EXERCISE DATA >>

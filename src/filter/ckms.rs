//! Chandrasekhar (CKMS) recursions for time-invariant models.
//!
//! Instead of propagating `P_t`, the filter tracks its rank-one increment
//! `P_{t+1} - P_t = m_t l_t l_t'` together with `k_t = T P_t Z'` and `f_t`:
//!
//!   z_l     = Z l_t
//!   f_{t+1} = f_t + m_t z_l^2
//!   k_{t+1} = k_t + m_t z_l T l_t
//!   l_{t+1} = T l_t - k_t z_l / f_t
//!   m_{t+1} = m_t f_t / f_{t+1}
//!
//! Starting from the stationary covariance the first increment is
//! `-k_1 k_1' / f_1`, i.e. `l_1 = k_1`, `m_1 = -1 / f_1`. Once the increment
//! is negligible (`|m| |l|^2 < convergence * f`) `f` and `k` are frozen and
//! only the state recursion runs.

use nalgebra::DVector;
use tracing::debug;

use crate::error::{Result, SsfError};
use crate::filter::ordinary::Accumulator;
use crate::likelihood::Likelihood;
use crate::ssf::Ssf;
use crate::types::FilterConfig;

/// Starting point of the recursion.
#[derive(Debug, Clone, PartialEq)]
pub struct CkmsState {
    pub a: DVector<f64>,
    /// `T P Z'`
    pub k: DVector<f64>,
    pub l: DVector<f64>,
    pub f: f64,
    pub m: f64,
}

impl CkmsState {
    /// State built from `a0` and `Pstar0`, which must be the stationary
    /// covariance of the dynamics.
    pub fn stationary(ssf: &Ssf) -> Result<Self> {
        check_model(ssf)?;
        let p0 = ssf.initialization.pf0();
        let loading = &ssf.measurement.loading;
        let f = loading.zvz(0, &p0) + ssf.measurement.error_variance;
        if !(f > 0.0) || !f.is_finite() {
            return Err(SsfError::InvalidVariance(f));
        }
        let mut k = loading.zm(0, &p0);
        ssf.dynamics.tx(0, &mut k);
        Ok(Self {
            a: ssf.initialization.a0(),
            l: k.clone(),
            k,
            f,
            m: -1.0 / f,
        })
    }
}

fn check_model(ssf: &Ssf) -> Result<()> {
    if ssf.diffuse_dim() > 0 {
        return Err(SsfError::Unsupported(
            "CKMS recursions need a model without diffuse components".into(),
        ));
    }
    if !ssf.is_time_invariant() {
        return Err(SsfError::Unsupported(
            "CKMS recursions need time-invariant dynamics and loading".into(),
        ));
    }
    Ok(())
}

/// The covariance-free part of the recursion: `f_t`, `k_t` and the increment.
#[derive(Debug, Clone)]
pub(crate) struct Gain {
    pub k: DVector<f64>,
    pub l: DVector<f64>,
    pub f: f64,
    pub m: f64,
    pub steady: bool,
}

impl Gain {
    fn split(state: CkmsState) -> (DVector<f64>, Self) {
        let CkmsState { a, k, l, f, m } = state;
        (a, Self { k, l, f, m, steady: false })
    }

    pub fn new(state: &CkmsState) -> Self {
        Self {
            k: state.k.clone(),
            l: state.l.clone(),
            f: state.f,
            m: state.m,
            steady: false,
        }
    }

    /// Moves `f` and `k` from position `t` to `t + 1`. Returns true when the
    /// increment vanishes; the gain is frozen from then on.
    pub fn advance(&mut self, ssf: &Ssf, t: usize, convergence: f64) -> bool {
        if self.steady {
            return false;
        }
        // Z l can vanish while l does not (MA models with gamma(1) = 0), so
        // the test is on the whole increment m l l'.
        if self.m.abs() * self.l.norm_squared() < convergence * self.f {
            self.steady = true;
            return true;
        }
        let zl = ssf.measurement.loading.zx(t, &self.l);
        let correction = self.m * zl * zl;
        let mut tl = self.l.clone();
        ssf.dynamics.tx(t, &mut tl);
        let fnext = self.f + correction;
        let mut lnext = tl.clone();
        lnext.axpy(-zl / self.f, &self.k, 1.0);
        self.k.axpy(self.m * zl, &tl, 1.0);
        self.l = lnext;
        self.m *= self.f / fnext;
        self.f = fnext;
        false
    }
}

#[derive(Debug, Clone)]
pub struct CkmsResults {
    /// `a_{n+1|n}`
    pub final_state: DVector<f64>,
    pub likelihood: Likelihood,
    pub errors: Vec<f64>,
    pub variances: Vec<f64>,
    /// First position processed with frozen gain, if any.
    pub steady_state_at: Option<usize>,
}

#[derive(Debug, Clone, Default)]
pub struct CkmsFilter {
    config: FilterConfig,
}

impl CkmsFilter {
    pub fn new(config: FilterConfig) -> Self {
        Self { config }
    }

    pub fn process(&self, ssf: &Ssf, data: &[f64], initial: CkmsState) -> Result<CkmsResults> {
        check_model(ssf)?;
        if let Some(pos) = data.iter().position(|y| y.is_nan()) {
            return Err(SsfError::DataError(format!(
                "CKMS recursions do not handle missing values (position {pos})"
            )));
        }
        let dim = ssf.dim();
        for (what, len) in [
            ("ckms state", initial.a.len()),
            ("ckms gain", initial.k.len()),
            ("ckms increment", initial.l.len()),
        ] {
            if len != dim {
                return Err(SsfError::DimensionMismatch {
                    what,
                    expected: dim,
                    got: len,
                });
            }
        }

        let loading = &ssf.measurement.loading;
        let dynamics = ssf.dynamics.as_ref();
        let (mut a, mut gain) = Gain::split(initial);
        let mut acc = Accumulator::new();
        let mut errors = Vec::with_capacity(data.len());
        let mut variances = Vec::with_capacity(data.len());
        let mut steady_state_at = None;

        for (t, &y) in data.iter().enumerate() {
            let v = y - loading.zx(t, &a);
            acc.add(v, gain.f)?;
            errors.push(v);
            variances.push(gain.f);

            dynamics.tx(t, &mut a);
            a.axpy(v / gain.f, &gain.k, 1.0);

            if steady_state_at.is_none() && gain.advance(ssf, t, self.config.ckms_convergence) {
                steady_state_at = Some(t + 1);
                debug!(position = t + 1, f = gain.f, "ckms steady state");
            }
        }

        Ok(CkmsResults {
            final_state: a,
            likelihood: acc.likelihood(),
            errors,
            variances,
            steady_state_at,
        })
    }
}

WHAT YOU WILL DO >>
Every entry shown above should be written out again without a single difference.

WRITTEN RESPONSE >>
filename src/filter/ckms.rs
//! Chandrasekhar (CKMS) recursions for time-invariant models.
//!
//! Instead of propagating `P_t`, the filter tracks its rank-one increment
//! `P_{t+1} - P_t = m_t l_t l_t'` together with `k_t = T P_t Z'` and `f_t`:
//!
//!   z_l     = Z l_t
//!   f_{t+1} = f_t + m_t z_l^2
//!   k_{t+1} = k_t + m_t z_l T l_t
//!   l_{t+1} = T l_t - k_t z_l / f_t
//!   m_{t+1} = m_t f_t / f_{t+1}
//!
//! Starting from the stationary covariance the first increment is
//! `-k_1 k_1' / f_1`, i.e. `l_1 = k_1`, `m_1 = -1 / f_1`. Once the increment
//! is negligible (`|m| |l|^2 < convergence * f`) `f` and `k` are frozen and
//! only the state recursion runs.

use nalgebra::DVector;
use tracing::debug;

use crate::error::{Result, SsfError};
use crate::filter::ordinary::Accumulator;
use crate::likelihood::Likelihood;
use crate::ssf::Ssf;
use crate::types::FilterConfig;

/// Starting point of the recursion.
#[derive(Debug, Clone, PartialEq)]
pub struct CkmsState {
    pub a: DVector<f64>,
    /// `T P Z'`
    pub k: DVector<f64>,
    pub l: DVector<f64>,
    pub f: f64,
    pub m: f64,
}

impl CkmsState {
    /// State built from `a0` and `Pstar0`, which must be the stationary
    /// covariance of the dynamics.
    pub fn stationary(ssf: &Ssf) -> Result<Self> {
        check_model(ssf)?;
        let p0 = ssf.initialization.pf0();
        let loading = &ssf.measurement.loading;
        let f = loading.zvz(0, &p0) + ssf.measurement.error_variance;
        if !(f > 0.0) || !f.is_finite() {
            return Err(SsfError::InvalidVariance(f));
        }
        let mut k = loading.zm(0, &p0);
        ssf.dynamics.tx(0, &mut k);
        Ok(Self {
            a: ssf.initialization.a0(),
            l: k.clone(),
            k,
            f,
            m: -1.0 / f,
        })
    }
}

fn check_model(ssf: &Ssf) -> Result<()> {
    if ssf.diffuse_dim() > 0 {
        return Err(SsfError::Unsupported(
            "CKMS recursions need a model without diffuse components".into(),
        ));
    }
    if !ssf.is_time_invariant() {
        return Err(SsfError::Unsupported(
            "CKMS recursions need time-invariant dynamics and loading".into(),
        ));
    }
    Ok(())
}

/// The covariance-free part of the recursion: `f_t`, `k_t` and the increment.
#[derive(Debug, Clone)]
pub(crate) struct Gain {
    pub k: DVector<f64>,
    pub l: DVector<f64>,
    pub f: f64,
    pub m: f64,
    pub steady: bool,
}

impl Gain {
    fn split(state: CkmsState) -> (DVector<f64>, Self) {
        let CkmsState { a, k, l, f, m } = state;
        (a, Self { k, l, f, m, steady: false })
    }

    pub fn new(state: &CkmsState) -> Self {
        Self {
            k: state.k.clone(),
            l: state.l.clone(),
            f: state.f,
            m: state.m,
            steady: false,
        }
    }

    /// Moves `f` and `k` from position `t` to `t + 1`. Returns true when the
    /// increment vanishes; the gain is frozen from then on.
    pub fn advance(&mut self, ssf: &Ssf, t: usize, convergence: f64) -> bool {
        if self.steady {
            return false;
        }
        // Z l can vanish while l does not (MA models with gamma(1) = 0), so
        // the test is on the whole increment m l l'.
        if self.m.abs() * self.l.norm_squared() < convergence * self.f {
            self.steady = true;
            return true;
        }
        let zl = ssf.measurement.loading.zx(t, &self.l);
        let correction = self.m * zl * zl;
        let mut tl = self.l.clone();
        ssf.dynamics.tx(t, &mut tl);
        let fnext = self.f + correction;
        let mut lnext = tl.clone();
        lnext.axpy(-zl / self.f, &self.k, 1.0);
        self.k.axpy(self.m * zl, &tl, 1.0);
        self.l = lnext;
        self.m *= self.f / fnext;
        self.f = fnext;
        false
    }
}

#[derive(Debug, Clone)]
pub struct CkmsResults {
    /// `a_{n+1|n}`
    pub final_state: DVector<f64>,
    pub likelihood: Likelihood,
    pub errors: Vec<f64>,
    pub variances: Vec<f64>,
    /// First position processed with frozen gain, if any.
    pub steady_state_at: Option<usize>,
}

#[derive(Debug, Clone, Default)]
pub struct CkmsFilter {
    config: FilterConfig,
}

impl CkmsFilter {
    pub fn new(config: FilterConfig) -> Self {
        Self { config }
    }

    pub fn process(&self, ssf: &Ssf, data: &[f64], initial: CkmsState) -> Result<CkmsResults> {
        check_model(ssf)?;
        if let Some(pos) = data.iter().position(|y| y.is_nan()) {
            return Err(SsfError::DataError(format!(
                "CKMS recursions do not handle missing values (position {pos})"
            )));
        }
        let dim = ssf.dim();
        for (what, len) in [
            ("ckms state", initial.a.len()),
            ("ckms gain", initial.k.len()),
            ("ckms increment", initial.l.len()),
        ] {
            if len != dim {
                return Err(SsfError::DimensionMismatch {
                    what,
                    expected: dim,
                    got: len,
                });
            }
        }

        let loading = &ssf.measurement.loading;
        let dynamics = ssf.dynamics.as_ref();
        let (mut a, mut gain) = Gain::split(initial);
        let mut acc = Accumulator::new();
        let mut errors = Vec::with_capacity(data.len());
        let mut variances = Vec::with_capacity(data.len());
        let mut steady_state_at = None;

        for (t, &y) in data.iter().enumerate() {
            let v = y - loading.zx(t, &a);
            acc.add(v, gain.f)?;
            errors.push(v);
            variances.push(gain.f);

            dynamics.tx(t, &mut a);
            a.axpy(v / gain.f, &gain.k, 1.0);

            if steady_state_at.is_none() && gain.advance(ssf, t, self.config.ckms_convergence) {
                steady_state_at = Some(t + 1);
                debug!(position = t + 1, f = gain.f, "ckms steady state");
            }
        }

        Ok(CkmsResults {
            final_state: a,
            likelihood: acc.likelihood(),
            errors,
            variances,
            steady_state_at,
        })
    }
}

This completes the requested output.